After agreeing on parameters, the two peers perform a Diffie-Hellman key exchange to generate a shared secret. This secret is used to derive encryption and authentication keys for the IKE SA. The peers then authenticate each other using pre-shared keys or certificates. In Main Mode, six messages are exchanged: (1) proposal, (2) acceptance, (3) DH public key, (4) DH public key, (5,6) authentication. Aggressive Mode uses three messages but is less secure (no identity protection). The result is an IKE SA (ISAKMP SA) that protects further negotiations. The default lifetime is 86,400 seconds. A network engineer can verify with `show crypto isakmp sa`; a state of `MM_ACTIVE` indicates Phase 1 is complete.

3

IKE Phase 2: IPsec SA Negotiation

With the secure IKE SA established, Phase 2 (Quick Mode) negotiates the IPsec SAs that will encrypt the actual data. The initiator sends proposals for the IPsec transform set (e.g., ESP with AES-256 and SHA256) and the traffic selector (e.g., source/destination subnets). The responder replies with matching parameters. A new DH exchange may occur (PFS) to ensure that compromise of the IKE SA does not compromise IPsec keys. Two IPsec SAs are created: one inbound, one outbound. Each SA has a unique Security Parameter Index (SPI) and a lifetime (default 28,800 seconds or 4,608 MB). The network engineer sees `show crypto ipsec sa` with `encaps` and `decaps` counters increasing when traffic flows.

4

Data Encryption and Transmission

Once IPsec SAs are established, data packets are encrypted and transmitted through the tunnel. For each outgoing packet matching the traffic selector, the VPN gateway: (1) encrypts the original IP packet using ESP (tunnel mode encapsulates the entire packet; transport mode encrypts only the payload), (2) computes an integrity hash (HMAC) over the encrypted data, (3) adds an ESP header and trailer, (4) adds a new IP header with source and destination of the VPN endpoints, and (5) sends the packet. The receiving gateway verifies the hash, decrypts the packet, and forwards the original packet to the internal network. At the packet level, the outer IP header shows the VPN gateways' IPs, and the protocol field is 50 (ESP). A network engineer can capture packets and filter `esp` to see encrypted payloads.

5

Tunnel Maintenance and Rekeying

IPsec SAs have finite lifetimes. Before expiration, the peers automatically rekey: they perform a new Phase 2 Quick Mode exchange to create fresh keys. The old SAs are deleted after a brief overlap to avoid packet loss. If no traffic passes for a period (idle timeout), the SAs may be torn down to save resources. The IKE SA itself may also be rekeyed if its lifetime expires. During rekeying, a brief interruption may occur if not configured for dead-peer detection (DPD). DPD uses periodic hello messages (e.g., every 10 seconds) to verify peer liveness. If a peer fails to respond, the SAs are cleared. A network engineer can monitor rekeying with `debug crypto ipsec` or by observing SA counters resetting.

6

Tunnel Termination

A VPN tunnel can be terminated administratively (e.g., user disconnects, interface goes down) or due to a failure (e.g., peer unreachable). When a client disconnects, it sends a delete notification to the VPN gateway, which then clears the SAs. For site-to-site, if the interesting traffic stops, the SAs may remain until their lifetime expires or idle timeout triggers. In case of a peer failure, DPD detects the absence and removes SAs. The network engineer sees `show crypto isakmp sa` and `show crypto ipsec sa` with entries disappearing. Proper termination ensures that resources are freed and no stale SAs remain.

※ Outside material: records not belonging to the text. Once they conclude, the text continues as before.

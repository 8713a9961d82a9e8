//! Category CLI commands
//!
//! Lists the configured categories for each transaction type.

use crate::config::Settings;
use crate::models::{CategoryConfig, TransactionKind};

/// Format the numbered category lists
pub fn format_category_lists(categories: &CategoryConfig) -> String {
    let mut output = String::new();

    for kind in TransactionKind::ALL {
        output.push_str(&format!("{} categories:\n", kind));
        for (i, name) in categories.categories_for(kind).iter().enumerate() {
            output.push_str(&format!("  {}. {}\n", i + 1, name));
        }
    }

    output
}

/// Handle the `categories` command
pub fn handle_categories_command(settings: &Settings) {
    print!("{}", format_category_lists(&settings.categories));
}
//! Monthly Summary Report
//!
//! Totals income and expenses by category for one calendar month.

use std::collections::HashMap;
use std::io::Write;

use crate::error::{LedgerError, LedgerResult};
use crate::models::{Money, Transaction, TransactionKind};

/// Summed amount for one category
#[derive(Debug, Clone, PartialEq, Eq)]
pub struct CategoryTotal {
    /// Category name
    pub category: String,
    /// Sum of all amounts in the category
    pub total: Money,
    /// Number of transactions
    pub transaction_count: usize,
}

/// Monthly Summary Report
#[derive(Debug, Clone, PartialEq, Eq)]
pub struct MonthlyReport {
    /// Calendar year
    pub year: i32,
    /// Calendar month, 1-12
    pub month: u32,
    /// Income per category, in order of first occurrence
    pub income_by_category: Vec<CategoryTotal>,
    /// Expenses per category, in order of first occurrence
    pub expense_by_category: Vec<CategoryTotal>,
    /// Sum of all income in the month
    pub total_income: Money,
    /// Sum of all expenses in the month
    pub total_expense: Money,
    /// Number of transactions in the month
    pub transaction_count: usize,
}

/// Running per-category totals that remember first-occurrence order
#[derive(Default)]
struct CategoryTotals {
    index: HashMap<String, usize>,
    rows: Vec<CategoryTotal>,
}

impl CategoryTotals {
    fn add(&mut self, category: &str, amount: Money) {
        let idx = match self.index.get(category) {
            Some(&idx) => idx,
            None => {
                self.rows.push(CategoryTotal {
                    category: category.to_string(),
                    total: Money::zero(),
                    transaction_count: 0,
                });
                self.index.insert(category.to_string(), self.rows.len() - 1);
                self.rows.len() - 1
            }
        };

        let row = &mut self.rows[idx];
        row.total += amount;
        row.transaction_count += 1;
    }
}

/// Build the summary for `year` and `month` (1-12)
///
/// Only transactions dated in that calendar month count; the day is
/// irrelevant. Out-of-range months are not rejected here, they simply match
/// nothing.
pub fn compute_monthly_summary(transactions: &[Transaction], year: i32, month: u32) -> MonthlyReport {
    let mut income = CategoryTotals::default();
    let mut expense = CategoryTotals::default();
    let mut total_income = Money::zero();
    let mut total_expense = Money::zero();
    let mut transaction_count = 0;

    for txn in transactions.iter().filter(|t| t.is_in_month(year, month)) {
        match txn.kind() {
            TransactionKind::Income => {
                income.add(txn.category(), txn.amount());
                total_income += txn.amount();
            }
            TransactionKind::Expense => {
                expense.add(txn.category(), txn.amount());
                total_expense += txn.amount();
            }
        }
        transaction_count += 1;
    }

    MonthlyReport {
        year,
        month,
        income_by_category: income.rows,
        expense_by_category: expense.rows,
        total_income,
        total_expense,
        transaction_count,
    }
}

impl MonthlyReport {
    /// Income minus expenses; negative when more went out than came in
    pub fn net_balance(&self) -> Money {
        self.total_income - self.total_expense
    }

    /// Total income for a category, if it had any transactions
    pub fn income_for(&self, category: &str) -> Option<Money> {
        find(&self.income_by_category, category)
    }

    /// Total expenses for a category, if it had any transactions
    pub fn expense_for(&self, category: &str) -> Option<Money> {
        find(&self.expense_by_category, category)
    }

    /// True when no transaction fell in the month
    pub fn is_empty(&self) -> bool {
        self.transaction_count == 0
    }

    /// Format the report for terminal display
    pub fn format_terminal(&self, currency_symbol: &str) -> String {
        let money = |m: Money| m.format_with_symbol(currency_symbol);
        let mut output = String::new();

        output.push_str(&format!("Monthly Summary for {}/{}\n", self.month, self.year));

        output.push_str("Income:\n");
        for row in &self.income_by_category {
            output.push_str(&format!("  {}: {}\n", row.category, money(row.total)));
        }
        output.push_str(&format!("Total Income: {}\n", money(self.total_income)));

        output.push_str("\nExpenses:\n");
        for row in &self.expense_by_category {
            output.push_str(&format!("  {}: {}\n", row.category, money(row.total)));
        }
        output.push_str(&format!("Total Expenses: {}\n", money(self.total_expense)));
        output.push_str(&format!("Net Balance: {}\n", money(self.net_balance())));

        output
    }

    /// Export the report to CSV format
    pub fn export_csv<W: Write>(&self, writer: W) -> LedgerResult<()> {
        let export_err = |e: csv::Error| LedgerError::Io(format!("Failed to export report: {}", e));
        let mut out = csv::Writer::from_writer(writer);

        out.write_record(["Year", "Month", "Type", "Category", "Amount", "Transaction Count"])
            .map_err(export_err)?;

        let year = self.year.to_string();
        let month = self.month.to_string();

        for (kind, rows) in [
            (TransactionKind::Income, &self.income_by_category),
            (TransactionKind::Expense, &self.expense_by_category),
        ] {
            for row in rows {
                out.write_record([
                    year.as_str(),
                    month.as_str(),
                    kind.as_str(),
                    row.category.as_str(),
                    row.total.to_plain().as_str(),
                    row.transaction_count.to_string().as_str(),
                ])
                .map_err(export_err)?;
            }
        }

        for (label, amount) in [
            ("Total Income", self.total_income),
            ("Total Expenses", self.total_expense),
            ("Net Balance", self.net_balance()),
        ] {
            out.write_record([year.as_str(), month.as_str(), label, "", amount.to_plain().as_str(), ""])
                .map_err(export_err)?;
        }

        out.flush()
            .map_err(|e| LedgerError::Io(format!("Failed to export report: {}", e)))?;
        Ok(())
    }
}

fn find(rows: &[CategoryTotal], category: &str) -> Option<Money> {
    rows.iter().find(|r| r.category == category).map(|r| r.total)
}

What This Looks Like on the Job

Enterprise Scenario 1: Site-to-Site VPN for Branch Office Connectivity

A multinational corporation with headquarters in New York and a branch office in London needs to connect their internal networks securely over the Internet. The solution is a site-to-site IPsec VPN between two Cisco ASR routers. The internal subnets are 10.1.0.0/16 (NY) and 10.2.0.0/16 (London). The engineer configures IKE with pre-shared keys, AES-256 encryption, SHA-256 hash, and DH Group 14. The crypto map is applied to the Internet-facing GigabitEthernet interfaces. An ACL defines interesting traffic as any IP between the two subnets. In production, the VPN handles 200 Mbps of traffic. Performance considerations include MTU: the engineer sets the tunnel interface MTU to 1400 bytes and enables TCP MSS clamping to 1360 bytes to avoid fragmentation. Common issues include rekeying failures if the pre-shared key mismatches or if NAT is present (solved by enabling NAT-T). Misconfiguration often leads to Phase 1 or Phase 2 failures; the engineer uses debug crypto isakmp and debug crypto ipsec to diagnose. Scaling: as the company grows to 50 branches, a full-mesh IPsec becomes unmanageable; they migrate to DMVPN with a hub-and-spoke topology.

Enterprise Scenario 2: Remote Access VPN for Teleworkers

A healthcare organization with 5,000 employees needs secure remote access to electronic health records (EHR) systems. They deploy an SSL VPN appliance (e.g., Cisco ASA with AnyConnect) because it works from any device without pre-installed client software. Users connect via a web browser or the AnyConnect client, which uses TLS 1.2 on TCP 443. The VPN is integrated with RADIUS for two-factor authentication (smart card + PIN). Split tunneling is configured to send only traffic destined for the corporate subnet (10.0.0.0/8) through the VPN; Internet traffic goes directly to reduce load on the VPN concentrator. The VPN concentrator is sized for 5,000 concurrent sessions with AES-256-GCM encryption. Common problems: users forget to log off, leaving idle sessions; the idle timeout is set to 30 minutes. Misconfiguration of split DNS causes internal hostnames to resolve to public IPs, breaking access; the engineer configures DNS suffix and internal DNS servers via the VPN profile. Performance: each user consumes about 5 Mbps during video conferencing; the total bandwidth must be provisioned accordingly.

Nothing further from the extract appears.